In reality, LLMs seem to quickly fall apart when you go from ubiquitous libraries with 200k stars on GitHub to one with "just" 1k stars.
What makes the situation worse is the way LLMs fail. Hallucinations where it goes "my usage example did not work because you are on the wrong version of the library/using the wrong SDK" etc. are super common in this scenario. This leads to further time wasted trying to apply reasonably plausible fixes that are entirely hallucinated.
Something that is well documented should still perform well, there’s few places to go wrong, compared with something like React where the training data seems to be a cesspool of the worst code imaginable, at least that’s my experience using it for React.

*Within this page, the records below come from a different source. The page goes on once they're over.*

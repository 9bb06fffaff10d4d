// Copyright 2026 Daniel Pelikan
//
// Licensed under the Apache License, Version 2.0 (the "License");
// you may not use this file except in compliance with the License.
// You may obtain a copy of the License at
//
//     http://www.apache.org/licenses/LICENSE-2.0
//
// Unless required by applicable law or agreed to in writing, software
// distributed under the License is distributed on an "AS IS" BASIS,
// WITHOUT WARRANTIES OR CONDITIONS OF ANY KIND, either express or implied.
// See the License for the specific language governing permissions and
// limitations under the License.

//! Last known bottle, kept in a small TOML file next to the history.

use anyhow::Result;
use serde::{Deserialize, Serialize};
use std::path::{Path, PathBuf};
use tracing::{debug, warn};

use crate::bluetooth::DeviceId;
use crate::collaborators::DeviceRegistry;

#[derive(Debug, Default, Serialize, Deserialize)]
struct KnownDeviceFile {
    last_device: Option<DeviceId>,
}

/// File-backed [`DeviceRegistry`].
pub struct KnownDevice {
    path: PathBuf,
    last: Option<DeviceId>,
}

impl KnownDevice {
    /// Load from `data_dir/known_device.toml`. A missing or unreadable file
    /// means no bottle is known yet.
    pub fn load(data_dir: &Path) -> Self {
        let path = data_dir.join("known_device.toml");
        let last = match std::fs::read_to_string(&path) {
            Ok(content) => match toml::from_str::<KnownDeviceFile>(&content) {
                Ok(file) => file.last_device,
                Err(e) => {
                    warn!("Ignoring corrupt {:?}: {}", path, e);
                    None
                }
            },
            Err(_) => None,
        };
        debug!("Last known bottle: {:?}", last);
        Self { path, last }
    }
}

impl DeviceRegistry for KnownDevice {
    fn last_known(&self) -> Option<DeviceId> {
        self.last.clone()
    }

    fn remember(&mut self, device: &DeviceId) -> Result<()> {
        if self.last.as_ref() == Some(device) {
            return Ok(());
        }
        let file = KnownDeviceFile {
            last_device: Some(device.clone()),
        };
        std::fs::write(&self.path, toml::to_string_pretty(&file)?)?;
        self.last = Some(device.clone());
        Ok(())
    }
}

#[cfg(test)]
mod tests {
    use super::*;
    use tempfile::tempdir;

    #[test]
    fn test_remember_survives_reload() {
        let dir = tempdir().unwrap();
        let mut registry = KnownDevice::load(dir.path());
        assert_eq!(registry.last_known(), None);

        let bottle = DeviceId::new("C0:FF:EE:00:00:01");
        registry.remember(&bottle).unwrap();
        assert_eq!(registry.last_known(), Some(bottle.clone()));

        let reloaded = KnownDevice::load(dir.path());
        assert_eq!(reloaded.last_known(), Some(bottle));
    }

    #[test]
    fn test_corrupt_file_is_ignored() {
        let dir = tempdir().unwrap();
        std::fs::write(dir.path().join("known_device.toml"), "last_device = [").unwrap();
        assert_eq!(KnownDevice::load(dir.path()).last_known(), None);
    }
}
// Copyright 2026 Daniel Pelikan
//
// Licensed under the Apache License, Version 2.0 (the "License");
// you may not use this file except in compliance with the License.
// You may obtain a copy of the License at
//
//     http://www.apache.org/licenses/LICENSE-2.0
//
// Unless required by applicable law or agreed to in writing, software
// distributed under the License is distributed on an "AS IS" BASIS,
// WITHOUT WARRANTIES OR CONDITIONS OF ANY KIND, either express or implied.
// See the License for the specific language governing permissions and
// limitations under the License.

//! Smart bottle BLE communication engine.
//!
//! Discovers and connects to the bottle, pulls its drink history in chunks,
//! runs the two-point scale calibration and sends one-shot commands. All
//! protocol state lives in a single [`engine::Engine`] task.

pub mod bluetooth;
pub mod calibration;
pub mod collaborators;
pub mod commands;
pub mod config;
pub mod engine;
pub mod events;
pub mod state;
pub mod storage;
pub mod sync;

pub use engine::{Engine, EngineHandle, EngineSettings};
pub use events::EngineUpdate;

Sure, I'm just answering your question of what people are benchmarking and it's not elixir. You could be the person that benchmarks LLMs in niche languages and shows how bad they are at it.
If your benchmark suite became popular enough and folks referenced it, the people training the LLMs would most likely try to make the model better at those languages.
It's some 3rd party thing for Elixir, a niche within a niche. I wouldn't expect an LLM to do well there.
> I doubt LLM benchmarks more and more, what are they even testing?
Probably testing by asking it to solve a problem with python or (java|type)script. Perhaps not even specifying a language and watching it generate a generic React application.